Quorn, the plant-based protein company, is calling out for action regarding arable farming waste. The company’s CEO, Marco Bertacca, wishes to collaborate with farmers to turn arable carbohydrate waste into proteins. In an effort to promote how the alternative protein industry can work with farmers, Bertacca will be discussing the issue at The Future Food-Tech Alternative Proteins Summit.
The company currently provides protein products to consumers who wish to eat a meat-free diet. The development of Quorn’s products has become increasingly more popular as current businesses, and new start-ups turn their attention towards plant-based foods. Bertacca now wants to take the company’s products further ethically, as he believes a research investment reduces on-farm waste. “This research would fit well within global objectives of ensuring a sustainable food future. With the right focus, collaboration and investment, a five-year horizon seems realistic,” says Bertacca.
Sustainability With Food Technology
Bertacca believes this endeavour will help change mindsets around food and sustainability and believes that delving into this research could uncover a revolutionary food system. Bertacca explains his thoughts on the idea. “If we could find a way to ferment that carbohydrate and make mycoprotein, we would produce the same amount of protein that we’d get from 5 billion cows,” says Bertacca. “The numbers are mind-blowing – that’s three times more cows than there are on the planet now. So even if we could achieve a fraction of this, it would be a game-changer in reducing the carbon footprint created by food production.”

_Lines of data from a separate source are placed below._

use crate::animations::SolveFlash;
use crate::playback::Playback;
use crate::theme::Theme;
use alphadoku_core::{Solution, Strategy};
use crossterm::event::{KeyCode, KeyEvent};
use std::time::{Duration, Instant};

/// Result of handling a key press
pub enum AppAction {
    Continue,
    Quit,
}

/// Current screen state
#[derive(Debug, Clone, Copy, PartialEq, Eq)]
pub enum ScreenState {
    /// Replaying the recorded mutations
    Replaying,
    /// Replay finished, grid complete
    Done,
}

/// The main application state
pub struct App {
    /// Trace replay over the grid
    pub playback: Playback,
    /// Color theme
    pub theme: Theme,
    /// Current screen state
    pub screen_state: ScreenState,
    /// Completion animation
    pub flash: SolveFlash,
    /// Strategy the solve ran with
    pub strategy: Strategy,
    /// Wall-clock time the solve itself took
    pub solve_time: Duration,
    /// Wall-clock time the finished replay took
    pub replay_time: Duration,
    /// When the current replay started
    replay_started: Instant,
}

impl App {
    /// Set up a replay of a finished solve.
    pub fn new(
        solution: &Solution,
        strategy: Strategy,
        solve_time: Duration,
        interval: Duration,
        theme: Theme,
    ) -> Self {
        Self {
            playback: Playback::new(solution.grid.size(), &solution.trace, interval),
            theme,
            screen_state: ScreenState::Replaying,
            flash: SolveFlash::new(),
            strategy,
            solve_time,
            replay_time: Duration::ZERO,
            replay_started: Instant::now(),
        }
    }

    /// Get the tick rate based on current screen
    pub fn get_tick_rate(&self) -> Duration {
        match self.screen_state {
            ScreenState::Replaying => self.playback.interval(),
            // 30 FPS while the completion flash runs, then idle
            ScreenState::Done => {
                if self.flash.is_done() {
                    Duration::from_millis(250)
                } else {
                    Duration::from_millis(33)
                }
            }
        }
    }

    /// Advance the replay or the completion animation (called every tick)
    pub fn tick(&mut self) {
        match self.screen_state {
            ScreenState::Replaying => {
                self.playback.advance();
                if self.playback.is_finished() {
                    self.finish();
                }
            }
            ScreenState::Done => self.flash.update(),
        }
    }

    /// Handle a key event.
    pub fn handle_key(&mut self, key: KeyEvent) -> AppAction {
        match key.code {
            KeyCode::Char('q') | KeyCode::Esc => return AppAction::Quit,
            KeyCode::Char(' ') => {
                if self.screen_state == ScreenState::Replaying {
                    self.playback.toggle_pause();
                }
            }
            KeyCode::Char('+') | KeyCode::Char('=') => self.playback.faster(),
            KeyCode::Char('-') | KeyCode::Char('_') => self.playback.slower(),
            KeyCode::Char('r') => self.restart(),
            KeyCode::Char('s') => {
                if self.screen_state == ScreenState::Replaying {
                    self.playback.skip_to_end();
                    self.finish();
                }
            }
            _ => {}
        }
        AppAction::Continue
    }

    /// Rewind the replay to the empty grid.
    pub fn restart(&mut self) {
        self.playback.restart();
        self.screen_state = ScreenState::Replaying;
        self.replay_time = Duration::ZERO;
        self.replay_started = Instant::now();
    }

    fn finish(&mut self) {
        self.screen_state = ScreenState::Done;
        self.replay_time = self.replay_started.elapsed();
        self.flash = SolveFlash::new();
    }
}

Bertacca believes this project could have planetary implications and free up some of the world’s habitable land, half of which the UN Food and Agricultural Organisation says is taken up by food production. “Therefore, food lies at the heart of tackling climate change and with food production accounting for over a quarter of global greenhouse gas emissions, we believe a big idea like creating protein from arable waste could put the world back on track to a more sustainable future for all,” Bertacca says. “The way we produce and source our foods will dictate the future of this planet. But, unfortunately, our global food industry is currently on the wrong trajectory – it will be impossible to keep global temperatures at safe levels unless there is a transformation in the way we produce food and manage land.”